Eastern Telecommunications Philippines, Inc. (ETPI)
- Trade name: Eastern Telecom (1990s–2019) Eastern Communications (2019–present)
- Type: Subsidiary
- Industry: Telecommunications
- Founded: 1878; 148 years ago
- Headquarters: Makati, Philippines
- Services: Fixed telephone, fiber broadband internet, data services
- Owner: PLDT (50%) Globe Telecom (50%)
- Parent: Vega Telecom
- ASN: 9658;
- Website: eastern.com.ph

= Eastern Communications =

Telecommunications company in the Philippines

Eastern Telecommunications Philippines, Inc. (ETPI), doing business as Eastern Communications, is the first telecommunications company in the Philippines under Vega Telecom. Founded in 1878 during the final years of the Spanish colonial era, it was the first company to provide telegraphic services.

At present, Eastern Communications offers fixed broadband services in Metro Manila (Makati, Pasay, Ortigas Center, Manila, Quezon City, Caloocan and Navotas), Cavite, Laguna, Baguio, Cebu City, Iloilo and Tuguegarao.

==History==

===The early years===
The company was founded in 1878 as the Eastern Extension Australasia and China Telegraph Company which is a subsidiary of Britain's Cable and Wireless when it was authorized by the Spanish government to provide its first telegraph services. It was also authorized to construct and operate the first submarine cable linking the Philippines and Hong Kong. It later gained its 50-year franchise under Republic Act No. 808 in 1952, and later amended under Republic Act No. 5002 in 1967.

In 1974, President Ferdinand Marcos signed Presidential Decree No. 489, authorized the transfer of Eastern Extension's franchise to a newly established firm Eastern Telecommunications Philippines (ETPI). The firm was co-owned by Universal Molasses Corporation (UNIMOLCO), and a consortium led by three businessmen (collectively known themselves as the "BAN Group") who were cronies of the Marcoses: Jose L. Africa, Manuel H. Nieto Jr., and Roberto Benedicto.

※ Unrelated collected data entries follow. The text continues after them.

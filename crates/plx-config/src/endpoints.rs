//! Consumed-service endpoints: signed-URL issuer, USDZ availability, and the
//! 360° viewer page.

use serde::{Deserialize, Serialize};

/// Default path of the orientation-driven 360° viewer page.
fn default_viewer_360_path() -> String {
    String::from("/viewer/360")
}

#[derive(Debug, Clone, Deserialize, Serialize)]
pub struct EndpointsConfig {
    /// Signed-URL issuer endpoint. The protected key is appended as a path
    /// segment.
    #[serde(default)]
    pub signing_url: String,

    /// USDZ-availability endpoint of the conversion pipeline. The GLB key is
    /// appended as a path segment.
    #[serde(default)]
    pub usdz_availability_url: String,

    /// Path (on the application origin) of the 360° fallback viewer page.
    #[serde(default = "default_viewer_360_path")]
    pub viewer_360_path: String,
}

impl Default for EndpointsConfig {
    fn default() -> Self {
        Self {
            signing_url: String::new(),
            usdz_availability_url: String::new(),
            viewer_360_path: default_viewer_360_path(),
        }
    }
}

impl EndpointsConfig {
    /// Check if the endpoints required for protected-asset viewing are set.
    #[must_use]
    pub fn is_configured(&self) -> bool {
        !self.signing_url.is_empty()
    }
}
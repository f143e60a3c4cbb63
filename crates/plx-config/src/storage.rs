//! Object-storage configuration: bucket hosts, public CDN base, and the
//! protected-asset path convention.

use serde::{Deserialize, Serialize};

/// Default reserved path segment marking protected assets (`/model/<key>`).
fn default_protected_segment() -> String {
    String::from("model")
}

/// Default local-asset prefixes served as same-origin static content.
fn default_local_prefixes() -> Vec<String> {
    vec![String::from("/assets/")]
}

#[derive(Debug, Clone, Deserialize, Serialize)]
pub struct StorageConfig {
    /// Storage-provider hostnames whose URLs are rewritten to the public
    /// base URL (e.g. `bucket.storage-provider.example`).
    #[serde(default)]
    pub bucket_hosts: Vec<String>,

    /// Public CDN base URL the bucket hosts are rewritten to. If empty,
    /// bucket-host URLs pass through unchanged.
    #[serde(default)]
    pub public_base_url: String,

    /// Root-relative prefixes treated as same-origin static assets
    /// (hero images, bundled demo models).
    #[serde(default = "default_local_prefixes")]
    pub local_asset_prefixes: Vec<String>,

    /// Reserved path segment identifying protected assets that need the
    /// signing exchange. A path containing `/{protected_segment}/<key>`
    /// requires authorization.
    #[serde(default = "default_protected_segment")]
    pub protected_segment: String,
}

impl Default for StorageConfig {
    fn default() -> Self {
        Self {
            bucket_hosts: Vec::new(),
            public_base_url: String::new(),
            local_asset_prefixes: default_local_prefixes(),
            protected_segment: default_protected_segment(),
        }
    }
}

impl StorageConfig {
    /// Whether bucket-host rewriting is active.
    #[must_use]
    pub fn has_public_base(&self) -> bool {
        !self.public_base_url.is_empty()
    }

    /// Check a hostname against the configured bucket hosts
    /// (case-insensitive).
    #[must_use]
    pub fn is_bucket_host(&self, host: &str) -> bool {
        self.bucket_hosts
            .iter()
            .any(|h| h.eq_ignore_ascii_case(host))
    }
}
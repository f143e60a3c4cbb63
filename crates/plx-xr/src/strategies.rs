//! Concrete cascade steps, one module per platform family.

pub mod ar;
pub mod vr;
pub mod webxr;

pub use ar::{QuickLookStep, SceneViewerStep};
pub use vr::Vr360Step;
pub use webxr::WebXrStep;
//! Immersive-path error types.
//!
//! Nothing here is terminal for the viewer: the model is already rendered
//! when these occur, so every variant is logged, recorded to the
//! observability sink, and either the cascade continues or (for the two
//! user-choice variants) stops quietly.

use thiserror::Error;

#[derive(Debug, Error)]
pub enum XrError {
    /// The XR runtime rejected a query or session request (permission
    /// denied, feature unavailable, runtime crash).
    #[error("XR runtime error: {0}")]
    Runtime(String),

    /// A gateway action (anchor open, intent navigation, window open)
    /// failed.
    #[error("immersive gateway action failed: {0}")]
    Gateway(String),

    /// The browser blocked the fallback viewer popup; the user was told to
    /// allow popups. Halts the cascade until the user acts.
    #[error("popup blocked by the browser")]
    PopupBlocked,

    /// The user declined to proceed at a confirmation point. Halts the
    /// cascade without an "unsupported" message.
    #[error("cancelled by the user")]
    Cancelled,

    /// Re-authorization inside a cascade step failed.
    #[error("authorization failed: {0}")]
    Resolve(#[from] plx_resolve::ResolveError),
}

impl XrError {
    /// Whether this error stops the cascade instead of letting it continue
    /// to the next step.
    #[must_use]
    pub const fn halts_cascade(&self) -> bool {
        matches!(self, Self::PopupBlocked | Self::Cancelled)
    }
}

After the EDSA People Power Revolution in 1986, the Aquino administration thru the Presidential Commission on Good Government (PCGG) sequestered all of the companies controlled by Marcos cronies, including ETPI. In 1992, PCGG and Benedicto signed a compromise agreement wherein Benedicto surrendered 51% of his equity stake in ETPI. Meanwhile, UNIMOLCO sold its own shares to First Pacific-backed telecommunications firm Smart Communications. In 1995, the Sandiganbayan issued a case on crony capitalism against the Marcoses and their cronies on the recovery of their ill-gotten wealth businesses.

ETPI was granted a new 25-year legislative franchise under Republic Act No. 9172 enacted on October 3, 2002.

===Privatization===
In 2005, the Philippine government, thru its national privatization program, sold its 57% stake in ETPI to businessman and former Trade Minister of the Marcos administration Roberto Ongpin through ISM Communications Corporation. In October 2007, Ongpin spent P100 million to acquire Smart's stake in ETPI, raising to 67.5%. The following year, the government officially sold its remaining stake to ISM.

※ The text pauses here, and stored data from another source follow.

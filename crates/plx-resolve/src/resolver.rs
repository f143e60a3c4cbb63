//! Pure asset-reference normalization.
//!
//! `resolve` classifies a raw stored reference and rewrites it into the URL
//! the viewer actually fetches. It never performs I/O: same input and context
//! always produce the same output, and every failure is a returned
//! [`ResolveError`], so callers render a stable error state instead of
//! crashing the viewer.

use serde::{Deserialize, Serialize};
use url::Url;

use crate::error::ResolveError;
use plx_config::ParallaxConfig;

/// Classification of a resolved asset reference.
#[derive(Debug, Clone, Copy, PartialEq, Eq, Serialize, Deserialize)]
#[serde(rename_all = "snake_case")]
pub enum RefKind {
    /// Root-relative path served as same-origin static content.
    Local,
    /// `blob:` object URL minted by the browsing context.
    Blob,
    /// Inline `data:` URI.
    Data,
    /// Storage-provider host rewritten to the public base URL.
    Bucket,
    /// Cross-origin host routed through the same-origin asset proxy.
    Proxy,
    /// Any other reference, resolved against the application origin.
    Absolute,
}

/// A normalized fetch target. Created per render/request, never persisted.
#[derive(Debug, Clone, PartialEq, Eq, Serialize, Deserialize)]
pub struct ResolvedAsset {
    pub canonical_url: String,
    pub requires_auth: bool,
    pub kind: RefKind,
}

/// Context for one resolution pass, derived from configuration.
#[derive(Debug, Clone)]
pub struct ResolverContext {
    /// Application origin (scheme + host), e.g. `https://app.example`.
    pub origin: String,
    /// Hosts routed through the same-origin proxy.
    pub proxy_host_allowlist: Vec<String>,
    /// Proxy endpoint path on the origin.
    pub proxy_path: String,
    /// Storage-provider hosts subject to public-base rewriting.
    pub bucket_hosts: Vec<String>,
    /// Public base URL bucket hosts are rewritten to; empty disables the
    /// rewrite.
    pub public_bucket_base_url: String,
    /// Reserved path segment marking protected assets.
    pub protected_segment: String,
}

impl ResolverContext {
    /// Build a context from loaded configuration.
    #[must_use]
    pub fn from_config(config: &ParallaxConfig) -> Self {
        Self {
            origin: config.general.origin.clone(),
            proxy_host_allowlist: config.proxy.host_allowlist.clone(),
            proxy_path: config.proxy.path.clone(),
            bucket_hosts: config.storage.bucket_hosts.clone(),
            public_bucket_base_url: config.storage.public_base_url.clone(),
            protected_segment: config.storage.protected_segment.clone(),
        }
    }

    fn is_bucket_host(&self, host: &str) -> bool {
        self.bucket_hosts.iter().any(|h| h.eq_ignore_ascii_case(host))
    }

    fn is_proxy_host(&self, host: &str) -> bool {
        self.proxy_host_allowlist
            .iter()
            .any(|h| h.eq_ignore_ascii_case(host))
    }
}

/// Normalize a raw asset reference into a fetch target.
///
/// # Errors
///
/// Returns [`ResolveError::InvalidReference`] for empty sources, references
/// that cannot be resolved against the origin, and a misconfigured public
/// base URL.
pub fn resolve(raw_source: &str, ctx: &ResolverContext) -> Result<ResolvedAsset, ResolveError> {
    let raw = raw_source.trim();
    if raw.is_empty() {
        return Err(ResolveError::InvalidReference(
            "empty asset source".to_string(),
        ));
    }

    // Browser-minted references carry their own payload and never need auth.
    if raw.starts_with("blob:") {
        return Ok(ResolvedAsset {
            canonical_url: raw.to_string(),
            requires_auth: false,
            kind: RefKind::Blob,
        });
    }
    if raw.starts_with("data:") {
        return Ok(ResolvedAsset {
            canonical_url: raw.to_string(),
            requires_auth: false,
            kind: RefKind::Data,
        });
    }

    // Root-relative paths (hero assets, bundled demos, protected keys) are
    // same-origin static content, returned unchanged.
    if raw.starts_with('/') {
        return Ok(ResolvedAsset {
            canonical_url: raw.to_string(),
            requires_auth: protected_key(raw, &ctx.protected_segment).is_some(),
            kind: RefKind::Local,
        });
    }

    match Url::parse(raw) {
        Ok(parsed) => resolve_absolute(raw, &parsed, ctx),
        // Relative reference without a leading slash: resolve against the
        // origin.
        Err(_) => {
            let origin = Url::parse(&ctx.origin).map_err(|e| {
                ResolveError::InvalidReference(format!("origin '{}': {e}", ctx.origin))
            })?;
            let joined = origin.join(raw).map_err(|e| {
                ResolveError::InvalidReference(format!("cannot resolve '{raw}': {e}"))
            })?;
            Ok(ResolvedAsset {
                requires_auth: protected_key(joined.path(), &ctx.protected_segment).is_some(),
                canonical_url: joined.to_string(),
                kind: RefKind::Absolute,
            })
        }
    }
}

fn resolve_absolute(
    raw: &str,
    parsed: &Url,
    ctx: &ResolverContext,
) -> Result<ResolvedAsset, ResolveError> {
    let host = parsed.host_str().unwrap_or_default();

    if ctx.is_bucket_host(host) {
        if ctx.public_bucket_base_url.is_empty() {
            // No public base configured: pass the provider URL through.
            return Ok(ResolvedAsset {
                canonical_url: raw.to_string(),
                requires_auth: protected_key(parsed.path(), &ctx.protected_segment).is_some(),
                kind: RefKind::Bucket,
            });
        }
        let rewritten = swap_host_and_scheme(parsed, &ctx.public_bucket_base_url)?;
        return Ok(ResolvedAsset {
            canonical_url: rewritten,
            requires_auth: protected_key(parsed.path(), &ctx.protected_segment).is_some(),
            kind: RefKind::Bucket,
        });
    }

    if ctx.is_proxy_host(host) {
        let canonical_url = format!(
            "{}{}?url={}",
            ctx.origin.trim_end_matches('/'),
            ctx.proxy_path,
            urlencoding::encode(raw),
        );
        return Ok(ResolvedAsset {
            canonical_url,
            requires_auth: false,
            kind: RefKind::Proxy,
        });
    }

    Ok(ResolvedAsset {
        canonical_url: raw.to_string(),
        requires_auth: protected_key(parsed.path(), &ctx.protected_segment).is_some(),
        kind: RefKind::Absolute,
    })
}

/// Rebuild `url` on the public base's scheme/host/port, preserving path and
/// query exactly.
fn swap_host_and_scheme(url: &Url, public_base: &str) -> Result<String, ResolveError> {
    let mut out = Url::parse(public_base).map_err(|e| {
        ResolveError::InvalidReference(format!("invalid public base URL '{public_base}': {e}"))
    })?;
    out.set_path(url.path());
    out.set_query(url.query());
    Ok(out.to_string())
}

/// Extract the protected storage key from a URL or path, if the path carries
/// the reserved segment (`/{segment}/<key>`).
///
/// The key may itself contain slashes; everything after the segment (query
/// excluded) is the key.
#[must_use]
pub fn protected_key(url_or_path: &str, segment: &str) -> Option<String> {
    let path = match Url::parse(url_or_path) {
        Ok(url) => url.path().to_string(),
        Err(_) => url_or_path
            .split_once('?')
            .map_or(url_or_path, |(path, _)| path)
            .to_string(),
    };

    let mut segments = path.split('/');
    segments.find(|s| *s == segment)?;
    let key = segments.collect::<Vec<_>>().join("/");
    if key.is_empty() { None } else { Some(key) }
}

In 2011, the San Miguel Corporation subsidiary Vega Telecom bought 40% stake in ETPI after ISM sold AGN Philippines (which owned the said stake) to Vega. SMC later bought the remaining stake thru another subsidiary (San Miguel Equity Securities) after ISM divested its own in ETPI.

===PLDT-Globe era===
On May 30, 2016, SMC announced its selling of Vega Telecom and its subsidiaries (including ETPI) to the joint owners PLDT and Globe Telecom, with the deal closed on May 30, 2017.

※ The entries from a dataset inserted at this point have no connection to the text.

//! Native WebXR session entry, shared by the AR and VR cascades.

use std::sync::Arc;

use async_trait::async_trait;

use plx_core::{AttemptOutcome, ImmersiveStrategy};

use crate::capabilities::{XrRuntime, XrSessionMode};
use crate::cascade::{CascadeStep, NegotiationContext};
use crate::error::XrError;

/// Attempt a native immersive session.
///
/// Support is re-queried at attempt time even when an earlier probe said
/// yes: permissions can be revoked between probe and click.
pub struct WebXrStep {
    runtime: Arc<dyn XrRuntime>,
    mode: XrSessionMode,
}

impl WebXrStep {
    #[must_use]
    pub fn new(runtime: Arc<dyn XrRuntime>, mode: XrSessionMode) -> Self {
        Self { runtime, mode }
    }
}

#[async_trait]
impl CascadeStep for WebXrStep {
    fn strategy(&self) -> ImmersiveStrategy {
        ImmersiveStrategy::WebXr
    }

    fn applies(&self, _ctx: &NegotiationContext) -> bool {
        self.runtime.available()
    }

    async fn attempt(&self, _ctx: &NegotiationContext) -> Result<AttemptOutcome, XrError> {
        if !self.runtime.is_session_supported(self.mode).await? {
            return Ok(AttemptOutcome::Unsupported);
        }
        self.runtime.request_session(self.mode).await?;
        Ok(AttemptOutcome::Entered)
    }
}

#[cfg(test)]
mod tests {
    use super::*;
    use plx_core::Platform;
    use pretty_assertions::assert_eq;
    use std::sync::atomic::{AtomicUsize, Ordering};

    use crate::capabilities::PlatformInfo;

    struct CountingRuntime {
        available: bool,
        supported: bool,
        session_ok: bool,
        support_queries: AtomicUsize,
    }

    #[async_trait]
    impl XrRuntime for CountingRuntime {
        fn available(&self) -> bool {
            self.available
        }

        async fn is_session_supported(&self, _mode: XrSessionMode) -> Result<bool, XrError> {
            self.support_queries.fetch_add(1, Ordering::SeqCst);
            Ok(self.supported)
        }

        async fn request_session(&self, _mode: XrSessionMode) -> Result<(), XrError> {
            if self.session_ok {
                Ok(())
            } else {
                Err(XrError::Runtime("permission denied".to_string()))
            }
        }
    }

    fn ctx() -> NegotiationContext {
        NegotiationContext {
            model_url: "/model/u1/chair.glb".to_string(),
            usdz_url: None,
            credential: None,
            platform: PlatformInfo {
                platform: Platform::Desktop,
                is_chrome: true,
                is_oculus_browser: false,
                secure_context: true,
            },
        }
    }

    #[tokio::test]
    async fn enters_when_supported() {
        let runtime = Arc::new(CountingRuntime {
            available: true,
            supported: true,
            session_ok: true,
            support_queries: AtomicUsize::new(0),
        });
        let step = WebXrStep::new(runtime.clone(), XrSessionMode::ImmersiveAr);

        assert!(step.applies(&ctx()));
        let outcome = step.attempt(&ctx()).await.unwrap();
        assert_eq!(outcome, AttemptOutcome::Entered);
        // Re-verified at attempt time.
        assert_eq!(runtime.support_queries.load(Ordering::SeqCst), 1);
    }

    #[tokio::test]
    async fn unsupported_mode_is_not_an_error() {
        let runtime = Arc::new(CountingRuntime {
            available: true,
            supported: false,
            session_ok: true,
            support_queries: AtomicUsize::new(0),
        });
        let step = WebXrStep::new(runtime, XrSessionMode::ImmersiveVr);

        let outcome = step.attempt(&ctx()).await.unwrap();
        assert_eq!(outcome, AttemptOutcome::Unsupported);
    }

    #[tokio::test]
    async fn denied_session_is_an_error() {
        let runtime = Arc::new(CountingRuntime {
            available: true,
            supported: true,
            session_ok: false,
            support_queries: AtomicUsize::new(0),
        });
        let step = WebXrStep::new(runtime, XrSessionMode::ImmersiveAr);

        let err = step.attempt(&ctx()).await.unwrap_err();
        assert!(matches!(err, XrError::Runtime(_)));
        assert!(!err.halts_cascade());
    }

    #[tokio::test]
    async fn does_not_apply_without_runtime() {
        let runtime = Arc::new(CountingRuntime {
            available: false,
            supported: true,
            session_ok: true,
            support_queries: AtomicUsize::new(0),
        });
        let step = WebXrStep::new(runtime, XrSessionMode::ImmersiveAr);
        assert!(!step.applies(&ctx()));
    }
}
//! The signed-URL exchange for protected assets.
//!
//! `SignedUrlGate` exchanges a protected asset key plus bearer credential for
//! a short-lived signed URL. Signed-URL expiry is opaque and
//! server-controlled; the only local rule is "re-request on 401/403 via an
//! explicit caller retry". The gate's fallback ladder:
//!
//! - no auth required / no protected key → passthrough, zero network calls
//! - no credential → original URL as a best-effort public attempt
//! - 200 with `url` → the signed URL
//! - 200 without `url` → log, original URL (non-fatal)
//! - 401/403 → [`ResolveError::AccessDenied`], terminal
//! - 404 → [`ResolveError::NotFound`], terminal
//! - transport/payload failure → log, original URL, exactly once
//!
//! At most one signing call is made per `authorize` invocation.

use std::sync::Arc;
use std::time::Duration;

use async_trait::async_trait;
use serde::{Deserialize, Serialize};

use crate::error::ResolveError;
use crate::http::check_protected_response;
use crate::resolver::{ResolvedAsset, protected_key};
use plx_config::ParallaxConfig;

/// A signed fetch ticket from the issuer. Expiry is implicit.
#[derive(Debug, Clone, PartialEq, Eq, Serialize, Deserialize)]
pub struct SignedUrlTicket {
    pub key: String,
    pub url: String,
}

/// An authorized fetch target, ready for the rendering capability.
#[derive(Debug, Clone, PartialEq, Eq, Serialize, Deserialize)]
pub struct AuthorizedUrl {
    pub url: String,
    /// Whether `url` came from the signing exchange (as opposed to a
    /// passthrough or best-effort unsigned fallback).
    pub signed: bool,
}

impl AuthorizedUrl {
    fn passthrough(url: impl Into<String>) -> Self {
        Self {
            url: url.into(),
            signed: false,
        }
    }
}

/// The signed-URL issuer seam.
///
/// `Ok(None)` models a 200 response without a `url` field, a non-fatal
/// issuer quirk the gate degrades around.
#[async_trait]
pub trait SigningApi: Send + Sync {
    /// Exchange `key` + bearer `credential` for a signed URL.
    ///
    /// # Errors
    ///
    /// [`ResolveError::AccessDenied`] / [`ResolveError::NotFound`] are
    /// terminal; any other error is treated as transient by the gate.
    async fn sign(
        &self,
        key: &str,
        credential: &str,
    ) -> Result<Option<SignedUrlTicket>, ResolveError>;
}

/// Gate from resolved references to authorized URLs.
#[derive(Clone)]
pub struct SignedUrlGate {
    api: Arc<dyn SigningApi>,
    protected_segment: String,
}

impl SignedUrlGate {
    #[must_use]
    pub fn new(api: Arc<dyn SigningApi>, protected_segment: impl Into<String>) -> Self {
        Self {
            api,
            protected_segment: protected_segment.into(),
        }
    }

    /// Authorize a resolved asset for fetching.
    ///
    /// Makes at most one signing call; on any non-terminal failure the
    /// original URL is returned rather than an error.
    ///
    /// # Errors
    ///
    /// Returns [`ResolveError::AccessDenied`] on 401/403 and
    /// [`ResolveError::NotFound`] on 404. Everything else degrades to the
    /// unsigned URL.
    pub async fn authorize(
        &self,
        resolved: &ResolvedAsset,
        credential: Option<&str>,
    ) -> Result<AuthorizedUrl, ResolveError> {
        if !resolved.requires_auth {
            return Ok(AuthorizedUrl::passthrough(resolved.canonical_url.clone()));
        }

        let Some(key) = protected_key(&resolved.canonical_url, &self.protected_segment) else {
            return Ok(AuthorizedUrl::passthrough(resolved.canonical_url.clone()));
        };

        let Some(credential) = credential else {
            tracing::debug!(%key, "no credential; attempting unsigned fetch");
            return Ok(AuthorizedUrl::passthrough(resolved.canonical_url.clone()));
        };

        match self.api.sign(&key, credential).await {
            Ok(Some(ticket)) => Ok(AuthorizedUrl {
                url: ticket.url,
                signed: true,
            }),
            Ok(None) => {
                tracing::warn!(%key, "signing endpoint returned no url; using original");
                Ok(AuthorizedUrl::passthrough(resolved.canonical_url.clone()))
            }
            Err(err) if err.is_terminal() => Err(err),
            Err(err) => {
                tracing::warn!(%key, %err, "signing failed; falling back to unsigned URL");
                Ok(AuthorizedUrl::passthrough(resolved.canonical_url.clone()))
            }
        }
    }
}

/// Raw payload of the signing endpoint.
#[derive(Debug, Deserialize)]
struct SignedUrlResponse {
    url: Option<String>,
}

/// HTTP implementation of [`SigningApi`] against the configured issuer.
pub struct HttpSigningClient {
    http: reqwest::Client,
    signing_url: String,
}

impl HttpSigningClient {
    /// Build a client from loaded configuration.
    ///
    /// # Panics
    ///
    /// Panics if the underlying `reqwest::Client` fails to build.
    #[must_use]
    pub fn from_config(config: &ParallaxConfig) -> Self {
        Self {
            http: reqwest::Client::builder()
                .user_agent("parallax/0.1")
                .timeout(Duration::from_secs(config.general.http_timeout_secs))
                .build()
                .expect("reqwest client should build"),
            signing_url: config.endpoints.signing_url.clone(),
        }
    }
}

#[async_trait]
impl SigningApi for HttpSigningClient {
    async fn sign(
        &self,
        key: &str,
        credential: &str,
    ) -> Result<Option<SignedUrlTicket>, ResolveError> {
        let url = format!(
            "{}/{}",
            self.signing_url.trim_end_matches('/'),
            urlencoding::encode(key),
        );
        let resp = self.http.get(&url).bearer_auth(credential).send().await?;
        let resp = check_protected_response(resp, key).await?;

        let body: SignedUrlResponse = resp
            .json()
            .await
            .map_err(|e| ResolveError::Signing(format!("payload parse failed: {e}")))?;
        Ok(body.url.map(|url| SignedUrlTicket {
            key: key.to_string(),
            url,
        }))
    }
}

In August 2019, Eastern provided a digital kiosk named MNLKonek (initially known as Iskonek) in partnership with the City Government of Manila which offers free Wi-Fi connection, calls, and phone charging. It was launched first at the Bonifacio Shrine and has since been expanded to 34 units along España Boulevard by the following year.

In 2019, the Sandiganbayan Third Division ordered 15 heirs of Marcos cronies Africa and Nieto to surrender all of their shares in ETPI. It upheld its decision the following year.

In February 2021, Eastern announced a nationwide upgrade program with the company spending a budget of ₱2.8 billion to expand its services in Davao City, Cagayan de Oro, Dumaguete, Tagbilaran, Bacolod, Roxas, Kalibo, Caticlan, Boracay, Naga, Legazpi, Iriga and Sorsogon province. The company's network modernization projects was started in 2020 despite the COVID-19 pandemic which includes its expansion in Iloilo and Tuguegarao.

==Services==
Eastern Communications currently offers fixed broadband, telephone and fiber internet services in commercial and residential areas.